この講義では国際関係、とくに昨今の日本を取り巻く安全保障環境を理解するために、国際政治学における主要な理論や実証的な知見を概観する。安全保障の戦略的環境は戦争の影、つまり武力行使の可能性によって特徴付けられる。よってこの授業では以下の4つの論点について講義を行う。
(1)戦争の(政治的)原因のミクロ的基礎を理解するための戦争に関するパズルとその解としての戦争原因のモデル。クラウゼヴィッツの戦争の定義から、戦争とは何かを理解し、その原因を探ることで、なぜある国は軍事的な挑発行動をとり、なぜ核開発を行い、またなぜ領土紛争は武力行使へのエスカレートしやすいのかを説明する。
(2)政府や政治指導者が直面する国内政治上の諸問題や利害関係、そして国内の政治過程を規定する政治制度は、政府の外交政策の策定や履行に大きな影響を与える。それは時に国際紛争を誘発し、また時には紛争の平和的解決を促進しうることを論じる。
(3)国家が自国の安全保障を図る際に、軍事的緊張や武力衝突の発生を予防し、さらに既存の秩序や平和といった現状を維持しようとする施策は抑止である。抑止には核兵器を背景とした核抑止と、通常兵器を想定した通常抑止の二つの論理が存在する。ここでは冷戦期から今日に至る核戦略の変遷を辿り、また米軍の抑止力に依存する日本の拡大抑止政策の成否に関する実証結果を概観する。
(4)軍事同盟は国家が採用する安全保障政策の最も伝統的な選択肢であり、日本の防衛政策は日米同盟に深く依存する。しかし、国際政治学の理論から眺めると同盟を締結することの合理性には疑義が生じる。
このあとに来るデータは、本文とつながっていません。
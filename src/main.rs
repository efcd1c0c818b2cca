//! shelf CLI: keeps a book catalog in step with a Drive folder.

use std::path::{Path, PathBuf};
use std::process::ExitCode;

use clap::{Args, Parser, Subcommand};
use tracing_subscriber::EnvFilter;

use shelf::tasks::{self, DedupeReport, EnrichOptions, ReconcileOptions};
use shelf::{Config, DriveClient, GoogleBooksClient, MergeMode, OperationStats, Result};

#[derive(Parser)]
#[command(name = "shelf", version, about = "Personal ebook catalog backed by Google Drive")]
struct Cli {
  /// JSON config file (credentialsPath, folderId, apiKey, ...).
  #[arg(long, global = true, env = "SHELF_CONFIG")]
  config: Option<PathBuf>,

  /// Catalog file; overrides the config file and SHELF_CATALOG.
  #[arg(long, global = true)]
  catalog: Option<PathBuf>,

  /// Log debug detail.
  #[arg(short, long, global = true, conflicts_with = "quiet")]
  verbose: bool,

  /// Only log warnings and errors.
  #[arg(short, long, global = true)]
  quiet: bool,

  #[command(subcommand)]
  command: Commands,
}

#[derive(Args, Clone, Copy)]
struct DryRun {
  /// Report what would change without writing or deleting anything.
  #[arg(long)]
  dry_run: bool,
}

#[derive(Subcommand)]
enum Commands {
  /// Collapse catalog entries that describe the same book.
  Dedupe {
    #[command(flatten)]
    dry: DryRun,
  },

  /// Delete remote files that duplicate another file of the same book.
  DedupeRemote {
    #[command(flatten)]
    dry: DryRun,
  },

  /// Report catalog entries without files and files without entries.
  Reconcile {
    /// Drop catalog entries whose file is gone.
    #[arg(long)]
    prune_catalog: bool,

    /// Delete remote files that have no catalog entry.
    #[arg(long)]
    delete_files: bool,

    #[command(flatten)]
    dry: DryRun,
  },

  /// Add catalog entries for remote files that have none.
  Import {
    #[command(flatten)]
    dry: DryRun,
  },

  /// Fill missing metadata from Google Books.
  Enrich {
    /// Replace fields that already hold a value.
    #[arg(long)]
    overwrite: bool,

    /// Only look for covers.
    #[arg(long)]
    covers_only: bool,

    /// Stop after this many records.
    #[arg(long)]
    limit: Option<usize>,
  },
}

fn main() -> ExitCode {
  let cli = Cli::parse();
  init_logging(&cli);

  match run(cli) {
    Ok(()) => ExitCode::SUCCESS,
    Err(err) => {
      log::error!("{}", err);
      ExitCode::FAILURE
    }
  }
}

fn init_logging(cli: &Cli) {
  let default_level = if cli.verbose {
    "debug"
  } else if cli.quiet {
    "warn"
  } else {
    "info"
  };
  tracing_subscriber::fmt()
    .with_env_filter(
      EnvFilter::try_from_default_env().unwrap_or_else(|_| EnvFilter::new(default_level)),
    )
    .with_writer(std::io::stderr)
    .init();
}

fn run(cli: Cli) -> Result<()> {
  let mut config = Config::load(cli.config.as_deref())?;
  if let Some(catalog) = cli.catalog {
    config.catalog_path = catalog;
  }
  let catalog = config.catalog_path.clone();

  match cli.command {
    Commands::Dedupe { dry } => {
      let report = tasks::dedupe_catalog(&catalog, dry.dry_run)?;
      print_dedupe("catalog entries", &report, &catalog);
    }

    Commands::DedupeRemote { dry } => {
      let drive = DriveClient::from_config(&config)?;
      let report = tasks::dedupe_remote(&catalog, &drive, dry.dry_run)?;
      print_dedupe("remote files", &report, &catalog);
      print_stats("deletions", &report.deletions);
    }

    Commands::Reconcile {
      prune_catalog,
      delete_files,
      dry,
    } => {
      let drive = DriveClient::from_config(&config)?;
      let options = ReconcileOptions {
        prune_catalog,
        delete_files,
        dry_run: dry.dry_run,
      };
      let report = tasks::reconcile(&catalog, &drive, options)?;
      println!("Catalog entries without a file: {}", report.orphan_records.len());
      for record in &report.orphan_records {
        println!("  {}  {}", record.id, record.label());
      }
      println!("Files without a catalog entry: {}", report.orphan_files.len());
      for file in &report.orphan_files {
        println!("  {}  {}", file.id, file.name);
      }
      if prune_catalog {
        println!("Pruned {} catalog entries{}", report.pruned, written_note(report.written, &catalog));
      }
      if delete_files {
        print_stats("deletions", &report.deletions);
      }
    }

    Commands::Import { dry } => {
      let drive = DriveClient::from_config(&config)?;
      let report = tasks::import(&catalog, &drive, dry.dry_run)?;
      for record in &report.added {
        println!("  {}  {}", record.id, record.label());
      }
      println!(
        "Imported {} new entries{}",
        report.added.len(),
        written_note(report.written, &catalog)
      );
    }

    Commands::Enrich {
      overwrite,
      covers_only,
      limit,
    } => {
      let books = GoogleBooksClient::from_config(&config)?;
      let options = EnrichOptions {
        mode: MergeMode {
          overwrite,
          covers_only,
        },
        limit,
        delay: config.request_delay(),
        checkpoint_every: config.checkpoint_every,
      };
      let stats = tasks::enrich(&catalog, &books, &options)?;
      print_stats("enrichment", &stats);
    }
  }

  Ok(())
}

fn print_dedupe(what: &str, report: &DedupeReport, catalog: &Path) {
  println!(
    "{} {}: {} -> {} ({} removed){}",
    what,
    if report.written || report.deletions.processed > 0 {
      "deduplicated"
    } else {
      "checked"
    },
    report.before,
    report.after,
    report.before - report.after,
    written_note(report.written, catalog)
  );
}

fn print_stats(label: &str, stats: &OperationStats) {
  println!(
    "{}: total {}, processed {}, skipped {}, errors {}",
    label, stats.total, stats.processed, stats.skipped, stats.errors
  );
}

fn written_note(written: bool, catalog: &Path) -> String {
  if written {
    format!(", wrote {}", catalog.display())
  } else {
    String::new()
  }
}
更に、沖縄の基地問題など大きな国内的な政治問題の原因ともなっている。それにも関わらず、なぜ日本政府は同盟を堅持するのであろうか。逆説的ではあるが、同盟は大きな政治リスクを抱えるからこそ機能しうることを解き明かす。近年の国際政治学は、ゲーム理論を採用することで、多くの理論が書き換えられている。